What this task involves:
Each entry has to be set down again with no alteration.

Excerpts from a dataset:
// SPDX-FileCopyrightText: 2025-2026 RAprogramm <andrey.rozanov.vl@gmail.com>
// SPDX-License-Identifier: MIT

//! Generation units.
//!
//! Each [`Capability`] is produced by exactly one [`GenerationUnit`]. A unit
//! emits its implementation items and its tests separately, and names the
//! imports each of them needs. The renderer keeps the units the context
//! [`generates`](RenderContext::generates) and concatenates their output; no
//! unit looks at any other.
//!
//! # Generated Code Contract
//!
//! The emitted code expects:
//!
//! - the model to implement `Default` and to have `id: String`,
//!   `created_at: Option<DateTime<Utc>>` and `updated_at:
//!   Option<DateTime<Utc>>` fields
//! - a `sqldb` crate providing `Queryable` (`get`, `named_exec`, `exec`) and
//!   `mock::MockQueryable` with `expect_*` helpers
//! - `anyhow`, `chrono` and `uuid` as dependencies of the target crate

mod create;
mod delete;
mod get;
mod join;
mod save;
mod update;
mod zero;

use proc_macro2::{Ident, Span, TokenStream};

use super::{
    context::{Capability, RenderContext},
    naming::RESERVED_VAR
};

/// Import of the storage abstraction used by persisting members.
pub(crate) const QUERYABLE: &str = "sqldb::Queryable";
/// Import of the mock backend used by generated tests.
pub(crate) const MOCK: &str = "sqldb::mock::MockQueryable";
/// Import of the clock.
pub(crate) const UTC: &str = "chrono::Utc";
/// Import for date arithmetic in tests.
pub(crate) const DURATION: &str = "chrono::Duration";
/// Import of the id generator.
pub(crate) const UUID: &str = "uuid::Uuid";

/// One independently excludable piece of generated code.
pub trait GenerationUnit: Sync {
    /// Capability this unit produces.
    fn capability(&self) -> Capability;

    /// Name of the unit, the capability tag.
    fn name(&self) -> &'static str {
        self.capability().tag()
    }

    /// Paths the implementation items need in scope.
    fn imports(&self, _ctx: &RenderContext) -> Vec<&'static str> {
        Vec::new()
    }

    /// Paths the tests need in scope.
    fn test_imports(&self, _ctx: &RenderContext) -> Vec<&'static str> {
        Vec::new()
    }

    /// Implementation items.
    ///
    /// # Errors
    ///
    /// When a context value cannot be turned into tokens.
    fn emit(&self, ctx: &RenderContext) -> syn::Result<TokenStream>;

    /// Test functions.
    ///
    /// # Errors
    ///
    /// When a context value cannot be turned into tokens.
    fn emit_tests(&self, ctx: &RenderContext) -> syn::Result<TokenStream>;
}

static UNITS: [&dyn GenerationUnit; 10] = [
    &join::JoinSql,
    &get::GetById { any: false },
    &get::GetById { any: true },
    &save::Save,
    &create::Create,
    &create::DoCreate,
    &update::Update,
    &update::DoUpdate,
    &delete::Delete,
    &zero::IsZero
];

/// Every unit, in output order.
pub fn all() -> &'static [&'static dyn GenerationUnit] {
    &UNITS
}

/// Units whose capability survived the exclusion list, in output order.
pub fn selected(ctx: &RenderContext) -> Vec<&'static dyn GenerationUnit> {
    all()
        .iter()
        .copied()
        .filter(|unit| ctx.generates(unit.capability()))
        .collect()
}

/// Identifier the generated tests bind the mock backend to.
pub(crate) fn harness_ident() -> Ident {
    Ident::new(RESERVED_VAR, Span::call_site())
}

/// Fixed id the generated lookup tests query for.
pub(crate) const EXPECTED_ID: &str = "4408d5e1-b510-42cb-8ff8-788948a246dd";
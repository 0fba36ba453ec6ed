// SPDX-FileCopyrightText: 2025-2026 RAprogramm <andrey.rozanov.vl@gmail.com>
// SPDX-License-Identifier: MIT

//! SQL fragment building utilities.
//!
//! All helpers keep the order of their input; nothing is sorted.

use crate::entity::parse::FieldDescriptor;

/// Join column names with comma separator: `id, name`.
pub fn join_columns(fields: &[FieldDescriptor]) -> String {
    fields
        .iter()
        .map(|f| f.column.as_str())
        .collect::<Vec<_>>()
        .join(", ")
}

/// Build named placeholders: `:id, :name`.
pub fn named_placeholders(fields: &[FieldDescriptor]) -> String {
    fields
        .iter()
        .map(|f| format!(":{}", f.column))
        .collect::<Vec<_>>()
        .join(", ")
}

/// Build SET clause with named placeholders: `id=:id, name=:name`.
pub fn set_clause(fields: &[FieldDescriptor]) -> String {
    fields
        .iter()
        .map(|f| format!("{col}=:{col}", col = f.column))
        .collect::<Vec<_>>()
        .join(", ")
}

/// Build a quoted column list: `"id", "name"`.
pub fn quoted_columns(fields: &[FieldDescriptor]) -> String {
    fields
        .iter()
        .map(|f| format!("\"{}\"", f.column))
        .collect::<Vec<_>>()
        .join(", ")
}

Solution for this task:
// SPDX-FileCopyrightText: 2025-2026 RAprogramm <andrey.rozanov.vl@gmail.com>
// SPDX-License-Identifier: MIT

//! Generation units.
//!
//! Each [`Capability`] is produced by exactly one [`GenerationUnit`]. A unit
//! emits its implementation items and its tests separately, and names the
//! imports each of them needs. The renderer keeps the units the context
//! [`generates`](RenderContext::generates) and concatenates their output; no
//! unit looks at any other.
//!
//! # Generated Code Contract
//!
//! The emitted code expects:
//!
//! - the model to implement `Default` and to have `id: String`,
//!   `created_at: Option<DateTime<Utc>>` and `updated_at:
//!   Option<DateTime<Utc>>` fields
//! - a `sqldb` crate providing `Queryable` (`get`, `named_exec`, `exec`) and
//!   `mock::MockQueryable` with `expect_*` helpers
//! - `anyhow`, `chrono` and `uuid` as dependencies of the target crate

mod create;
mod delete;
mod get;
mod join;
mod save;
mod update;
mod zero;

use proc_macro2::{Ident, Span, TokenStream};

use super::{
    context::{Capability, RenderContext},
    naming::RESERVED_VAR
};

/// Import of the storage abstraction used by persisting members.
pub(crate) const QUERYABLE: &str = "sqldb::Queryable";
/// Import of the mock backend used by generated tests.
pub(crate) const MOCK: &str = "sqldb::mock::MockQueryable";
/// Import of the clock.
pub(crate) const UTC: &str = "chrono::Utc";
/// Import for date arithmetic in tests.
pub(crate) const DURATION: &str = "chrono::Duration";
/// Import of the id generator.
pub(crate) const UUID: &str = "uuid::Uuid";

/// One independently excludable piece of generated code.
pub trait GenerationUnit: Sync {
    /// Capability this unit produces.
    fn capability(&self) -> Capability;

    /// Name of the unit, the capability tag.
    fn name(&self) -> &'static str {
        self.capability().tag()
    }

    /// Paths the implementation items need in scope.
    fn imports(&self, _ctx: &RenderContext) -> Vec<&'static str> {
        Vec::new()
    }

    /// Paths the tests need in scope.
    fn test_imports(&self, _ctx: &RenderContext) -> Vec<&'static str> {
        Vec::new()
    }

    /// Implementation items.
    ///
    /// # Errors
    ///
    /// When a context value cannot be turned into tokens.
    fn emit(&self, ctx: &RenderContext) -> syn::Result<TokenStream>;

    /// Test functions.
    ///
    /// # Errors
    ///
    /// When a context value cannot be turned into tokens.
    fn emit_tests(&self, ctx: &RenderContext) -> syn::Result<TokenStream>;
}

static UNITS: [&dyn GenerationUnit; 10] = [
    &join::JoinSql,
    &get::GetById { any: false },
    &get::GetById { any: true },
    &save::Save,
    &create::Create,
    &create::DoCreate,
    &update::Update,
    &update::DoUpdate,
    &delete::Delete,
    &zero::IsZero
];

/// Every unit, in output order.
pub fn all() -> &'static [&'static dyn GenerationUnit] {
    &UNITS
}

/// Units whose capability survived the exclusion list, in output order.
pub fn selected(ctx: &RenderContext) -> Vec<&'static dyn GenerationUnit> {
    all()
        .iter()
        .copied()
        .filter(|unit| ctx.generates(unit.capability()))
        .collect()
}

/// Identifier the generated tests bind the mock backend to.
pub(crate) fn harness_ident() -> Ident {
    Ident::new(RESERVED_VAR, Span::call_site())
}

/// Fixed id the generated lookup tests query for.
pub(crate) const EXPECTED_ID: &str = "4408d5e1-b510-42cb-8ff8-788948a246dd";
repository 0fba36ba453ec6ed
// SPDX-FileCopyrightText: 2025-2026 RAprogramm <andrey.rozanov.vl@gmail.com>
// SPDX-License-Identifier: MIT

//! SQL fragment building utilities.
//!
//! All helpers keep the order of their input; nothing is sorted.

use crate::entity::parse::FieldDescriptor;

/// Join column names with comma separator: `id, name`.
pub fn join_columns(fields: &[FieldDescriptor]) -> String {
    fields
        .iter()
        .map(|f| f.column.as_str())
        .collect::<Vec<_>>()
        .join(", ")
}

/// Build named placeholders: `:id, :name`.
pub fn named_placeholders(fields: &[FieldDescriptor]) -> String {
    fields
        .iter()
        .map(|f| format!(":{}", f.column))
        .collect::<Vec<_>>()
        .join(", ")
}

/// Build SET clause with named placeholders: `id=:id, name=:name`.
pub fn set_clause(fields: &[FieldDescriptor]) -> String {
    fields
        .iter()
        .map(|f| format!("{col}=:{col}", col = f.column))
        .collect::<Vec<_>>()
        .join(", ")
}

/// Build a quoted column list: `"id", "name"`.
pub fn quoted_columns(fields: &[FieldDescriptor]) -> String {
    fields
        .iter()
        .map(|f| format!("\"{}\"", f.column))
        .collect::<Vec<_>>()
        .join(", ")
}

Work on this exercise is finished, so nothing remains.